Research digitalization may also provide other types of benefits to the scientific community. Faster information exchange through online meetings fosters multicenter cooperation. Lowered need for business traveling has the potential of promoting individual productivity, work–life balance, and gender parity, facilitating child and other familial care duties. The decreased number of both business flights and patients’ travels to study centers may ultimately reduce the ecological footprint of research activities.

The present study has some limitations. First, the results are based on the information provided by the survey respondents, while consulting source data was beyond the scope of the present work. The survey respondents were, however, directors of autonomic centers with experienced insights into the European clinical autonomic landscape. The additional objective outcome measures considered in the present study, such as the pre-pandemic-to pandemic number of junior participants attending international congresses and the number of scientific publications on autonomic versus other neurology subspecialty topics, were also aligned with the respondents’ views. Second, our study might have underestimated the impact of the pandemic on clinical autonomic education and research in regions without available autonomic centers or in those identified centers that did not complete the survey despite the reminders sent. In order to reduce inequity in clinical autonomic education and research across Europe, both EFAS and the EAN should work on further promoting the inclusion of currently underserved countries and colleagues in their professional network and future initiatives. Third, the keywords used for the PubMed search on the pre-pandemic-to-pandemic number of publications across neurology subspecialties might have missed publications including autonomic outcome measures among the secondary objectives or studies investigating autonomic disturbances in common neurological conditions, such as movement disorders, stroke, or epilepsy, may have been counted multiple times in the PubMed search. To overcome this potential methodological bias, we based our comparative analysis on the annual percentage change in the number of publications per neurology subspecialty. Fourth, we were unable to quantify the monetary impact of the COVID-19 pandemic on academic research funding. Studies in other medical specialties reported pandemic-related financial losses of 13 to 25% [3, 20], and this might have been the case in autonomic settings as well.

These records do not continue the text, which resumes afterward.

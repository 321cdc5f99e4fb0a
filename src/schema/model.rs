//! Model schemas: named, ordered fields with per-model configuration.

use std::fmt;
use std::sync::Arc;

use serde::{Deserialize, Serialize};

use crate::alias::{AliasGenerator, AliasPriority, AliasResolver, ResolvedAliases, ValidationAlias};
use crate::value::Value;

use super::node::SchemaNode;

/// How input keys that match no field are treated.
#[derive(Debug, Clone, Copy, Default, PartialEq, Eq, Serialize, Deserialize)]
#[serde(rename_all = "snake_case")]
pub enum ExtraPolicy {
    #[default]
    Ignore,
    /// Each unknown key is an `extra_forbidden` error.
    Forbid,
    /// Unknown keys are kept on the instance.
    Allow,
}

/// When an existing model instance is validated again instead of passed
/// through.
#[derive(Debug, Clone, Copy, Default, PartialEq, Eq, Serialize, Deserialize)]
#[serde(rename_all = "snake_case")]
pub enum RevalidateInstances {
    #[default]
    Never,
    Always,
    SubclassInstances,
}

/// Whether serialization follows the declared model or the runtime one.
#[derive(Debug, Clone, Copy, PartialEq, Eq, Serialize, Deserialize)]
#[serde(rename_all = "snake_case")]
pub enum SerializeAs {
    Declared,
    Runtime,
}

/// Produces a default value each time a field is missing.
pub type DefaultFactory = Arc<dyn Fn() -> Value + Send + Sync>;

/// What an absent field falls back to.
#[derive(Clone, Default)]
pub enum FieldDefault {
    /// No default: the field is required.
    #[default]
    None,
    Value(Value),
    Factory(DefaultFactory),
}

impl FieldDefault {
    /// Produces the default value, if there is one.
    pub fn produce(&self) -> Option<Value> {
        match self {
            FieldDefault::None => None,
            FieldDefault::Value(v) => Some(v.clone()),
            FieldDefault::Factory(f) => Some(f()),
        }
    }
}

impl fmt::Debug for FieldDefault {
    fn fmt(&self, f: &mut fmt::Formatter<'_>) -> fmt::Result {
        match self {
            FieldDefault::None => write!(f, "None"),
            FieldDefault::Value(v) => write!(f, "Value({:?})", v),
            FieldDefault::Factory(_) => write!(f, "Factory(..)"),
        }
    }
}

/// One field of a model.
///
/// # Example
///
/// ```rust
/// use schemata::{FieldDescriptor, Schema, Value};
///
/// let field = FieldDescriptor::new("user_name", Schema::str())
///     .alias("userName")
///     .default(Value::from("anonymous"));
///
/// assert!(!field.is_required());
/// ```
#[derive(Debug, Clone)]
pub struct FieldDescriptor {
    pub name: String,
    pub schema: Arc<SchemaNode>,
    pub default: FieldDefault,
    pub validate_default: bool,
    pub alias: Option<String>,
    pub validation_alias: Option<ValidationAlias>,
    pub serialization_alias: Option<String>,
    pub alias_priority: Option<AliasPriority>,
    /// Never emitted by serialization, whatever the caller asks for.
    pub exclude: bool,
    pub serialize_as: Option<SerializeAs>,
}

impl FieldDescriptor {
    /// Creates a required field.
    pub fn new(name: impl Into<String>, schema: impl Into<SchemaNode>) -> Self {
        Self {
            name: name.into(),
            schema: Arc::new(schema.into()),
            default: FieldDefault::None,
            validate_default: false,
            alias: None,
            validation_alias: None,
            serialization_alias: None,
            alias_priority: None,
            exclude: false,
            serialize_as: None,
        }
    }

    pub fn is_required(&self) -> bool {
        matches!(self.default, FieldDefault::None)
    }

    pub fn default(mut self, value: impl Into<Value>) -> Self {
        self.default = FieldDefault::Value(value.into());
        self
    }

    pub fn default_factory<F>(mut self, factory: F) -> Self
    where
        F: Fn() -> Value + Send + Sync + 'static,
    {
        self.default = FieldDefault::Factory(Arc::new(factory));
        self
    }

    /// Runs the default through the field's schema when it is used.
    pub fn validate_default(mut self, validate: bool) -> Self {
        self.validate_default = validate;
        self
    }

    /// Sets the shared alias, used for reads and writes.
    ///
    /// Explicit aliases take priority over a model's alias generator unless
    /// [`alias_priority`](Self::alias_priority) says otherwise.
    pub fn alias(mut self, alias: impl Into<String>) -> Self {
        self.alias = Some(alias.into());
        self.alias_priority.get_or_insert(AliasPriority::Explicit);
        self
    }

    pub fn validation_alias(mut self, alias: impl Into<ValidationAlias>) -> Self {
        self.validation_alias = Some(alias.into());
        self.alias_priority.get_or_insert(AliasPriority::Explicit);
        self
    }

    pub fn serialization_alias(mut self, alias: impl Into<String>) -> Self {
        self.serialization_alias = Some(alias.into());
        self.alias_priority.get_or_insert(AliasPriority::Explicit);
        self
    }

    pub fn alias_priority(mut self, priority: AliasPriority) -> Self {
        self.alias_priority = Some(priority);
        self
    }

    /// Drops the field from every dump.
    pub fn exclude(mut self) -> Self {
        self.exclude = true;
        self
    }

    pub fn serialize_as(mut self, mode: SerializeAs) -> Self {
        self.serialize_as = Some(mode);
        self
    }
}

/// Per-model behavior switches.
///
/// # Example
///
/// ```rust
/// use schemata::{AliasGenerator, ExtraPolicy, ModelConfig};
///
/// let config = ModelConfig::new()
///     .with_extra(ExtraPolicy::Forbid)
///     .with_alias_generator(AliasGenerator::camel())
///     .with_populate_by_name(true);
///
/// assert_eq!(config.extra, ExtraPolicy::Forbid);
/// ```
#[derive(Debug, Clone, Default)]
pub struct ModelConfig {
    pub extra: ExtraPolicy,
    pub alias_generator: Option<AliasGenerator>,
    pub populate_by_name: bool,
    pub strict: Option<bool>,
    pub validate_default: bool,
    pub hide_input_in_errors: bool,
    pub revalidate_instances: RevalidateInstances,
    pub serialize_as: Option<SerializeAs>,
}

impl ModelConfig {
    pub fn new() -> Self {
        Self::default()
    }

    pub fn with_extra(mut self, extra: ExtraPolicy) -> Self {
        self.extra = extra;
        self
    }

    pub fn with_alias_generator(mut self, generator: AliasGenerator) -> Self {
        self.alias_generator = Some(generator);
        self
    }

    pub fn with_populate_by_name(mut self, enabled: bool) -> Self {
        self.populate_by_name = enabled;
        self
    }

    pub fn with_strict(mut self, strict: bool) -> Self {
        self.strict = Some(strict);
        self
    }

    pub fn with_validate_default(mut self, enabled: bool) -> Self {
        self.validate_default = enabled;
        self
    }

    pub fn with_hide_input_in_errors(mut self, enabled: bool) -> Self {
        self.hide_input_in_errors = enabled;
        self
    }

    pub fn with_revalidate_instances(mut self, mode: RevalidateInstances) -> Self {
        self.revalidate_instances = mode;
        self
    }

    pub fn with_serialize_as(mut self, mode: SerializeAs) -> Self {
        self.serialize_as = Some(mode);
        self
    }
}

/// A schema for validating model-shaped input.
///
/// A model validates a dict (or an existing instance) field by field and
/// produces a [`ModelInstance`](crate::ModelInstance) tagged with its name.
/// All field errors are accumulated. Aliases are resolved whenever a field
/// or the config changes, so validation only reads the resolved table.
///
/// # Example
///
/// ```rust
/// use schemata::{CompiledSchema, Schema, Value};
/// use serde_json::json;
///
/// let user = Schema::model("User")
///     .field("name", Schema::str().min_length(1))
///     .field("age", Schema::int().ge(0))
///     .optional("email", Schema::str());
///
/// let schema = CompiledSchema::new(user).unwrap();
/// let result = schema.validate(&Value::from(json!({"name": "Ada", "age": 36}))).unwrap();
/// assert!(result.is_success());
///
/// let result = schema.validate(&Value::from(json!({"age": -1}))).unwrap();
/// assert!(result.is_failure());
/// ```
#[derive(Debug, Clone)]
pub struct ModelSchema {
    pub name: String,
    pub fields: Vec<FieldDescriptor>,
    pub config: ModelConfig,
    pub extras_schema: Option<Arc<SchemaNode>>,
    /// Every model this one was derived from, nearest first.
    pub bases: Vec<String>,
    aliases: Vec<ResolvedAliases>,
}

impl ModelSchema {
    pub fn new(name: impl Into<String>) -> Self {
        Self {
            name: name.into(),
            fields: Vec::new(),
            config: ModelConfig::default(),
            extras_schema: None,
            bases: Vec::new(),
            aliases: Vec::new(),
        }
    }

    /// Adds a required field.
    pub fn field(self, name: impl Into<String>, schema: impl Into<SchemaNode>) -> Self {
        self.with_field(FieldDescriptor::new(name, schema))
    }

    /// Adds a field that defaults to `None` when absent.
    pub fn optional(self, name: impl Into<String>, schema: impl Into<SchemaNode>) -> Self {
        self.with_field(FieldDescriptor::new(name, schema).default(Value::None))
    }

    /// Adds a field with a default value.
    pub fn default(
        self,
        name: impl Into<String>,
        schema: impl Into<SchemaNode>,
        default: impl Into<Value>,
    ) -> Self {
        self.with_field(FieldDescriptor::new(name, schema).default(default))
    }

    /// Adds a fully described field, replacing any field of the same name.
    pub fn with_field(mut self, field: FieldDescriptor) -> Self {
        match self.fields.iter().position(|f| f.name == field.name) {
            Some(idx) => self.fields[idx] = field,
            None => self.fields.push(field),
        }
        self.resolve_aliases();
        self
    }

    pub fn config(mut self, config: ModelConfig) -> Self {
        self.config = config;
        self.resolve_aliases();
        self
    }

    /// Validates captured extras against `schema` when extras are allowed.
    pub fn extras_schema(mut self, schema: impl Into<SchemaNode>) -> Self {
        self.extras_schema = Some(Arc::new(schema.into()));
        self
    }

    /// Starts this model from a copy of `base`'s fields and records it as a
    /// base, so instances of this model are accepted where `base` is
    /// declared.
    ///
    /// # Example
    ///
    /// ```rust
    /// use schemata::Schema;
    ///
    /// let pet = Schema::model("Pet").field("name", Schema::str());
    /// let dog = Schema::model("Dog").inherit(&pet).field("breed", Schema::str());
    ///
    /// assert_eq!(dog.fields.len(), 2);
    /// assert!(dog.is_subtype_of("Pet"));
    /// ```
    pub fn inherit(mut self, base: &ModelSchema) -> Self {
        let mut fields = base.fields.clone();
        for own in self.fields.drain(..) {
            match fields.iter().position(|f| f.name == own.name) {
                Some(idx) => fields[idx] = own,
                None => fields.push(own),
            }
        }
        self.fields = fields;
        self.bases.push(base.name.clone());
        self.bases.extend(base.bases.iter().cloned());
        self.resolve_aliases();
        self
    }

    pub fn is_subtype_of(&self, name: &str) -> bool {
        self.bases.iter().any(|b| b == name)
    }

    /// Fields paired with their resolved aliases.
    pub fn resolved_fields(&self) -> impl Iterator<Item = (&FieldDescriptor, &ResolvedAliases)> {
        self.fields.iter().zip(self.aliases.iter())
    }

    pub fn field_named(&self, name: &str) -> Option<(&FieldDescriptor, &ResolvedAliases)> {
        self.resolved_fields().find(|(f, _)| f.name == name)
    }

    fn resolve_aliases(&mut self) {
        let generator = self.config.alias_generator.as_ref();
        self.aliases = self
            .fields
            .iter()
            .map(|f| AliasResolver::resolve(f, generator))
            .collect();
    }
}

In conclusion, while exerting a negative effect on the quality of clinical autonomic education in Europe, the COVID-19 pandemic promoted its digitalization and therefore fruition outside of autonomic referral centers. Likewise, the pandemic had a negative impact on clinical autonomic research and the scientific output of autonomic researchers. Nevertheless, it facilitated telemedicine implementation in clinical autonomic research, lowered the organizational barriers for networking among autonomic centers, and promoted digital literacy even among elderly individuals [24]. Altogether, digital communication tools provide novel educational and scientific opportunities, which the autonomic community should build upon beyond the COVID-19 pandemic horizon while taking into account legal and security aspects, as well as the needs of vulnerable patients with lower education and/or [23] cognitive disability [8].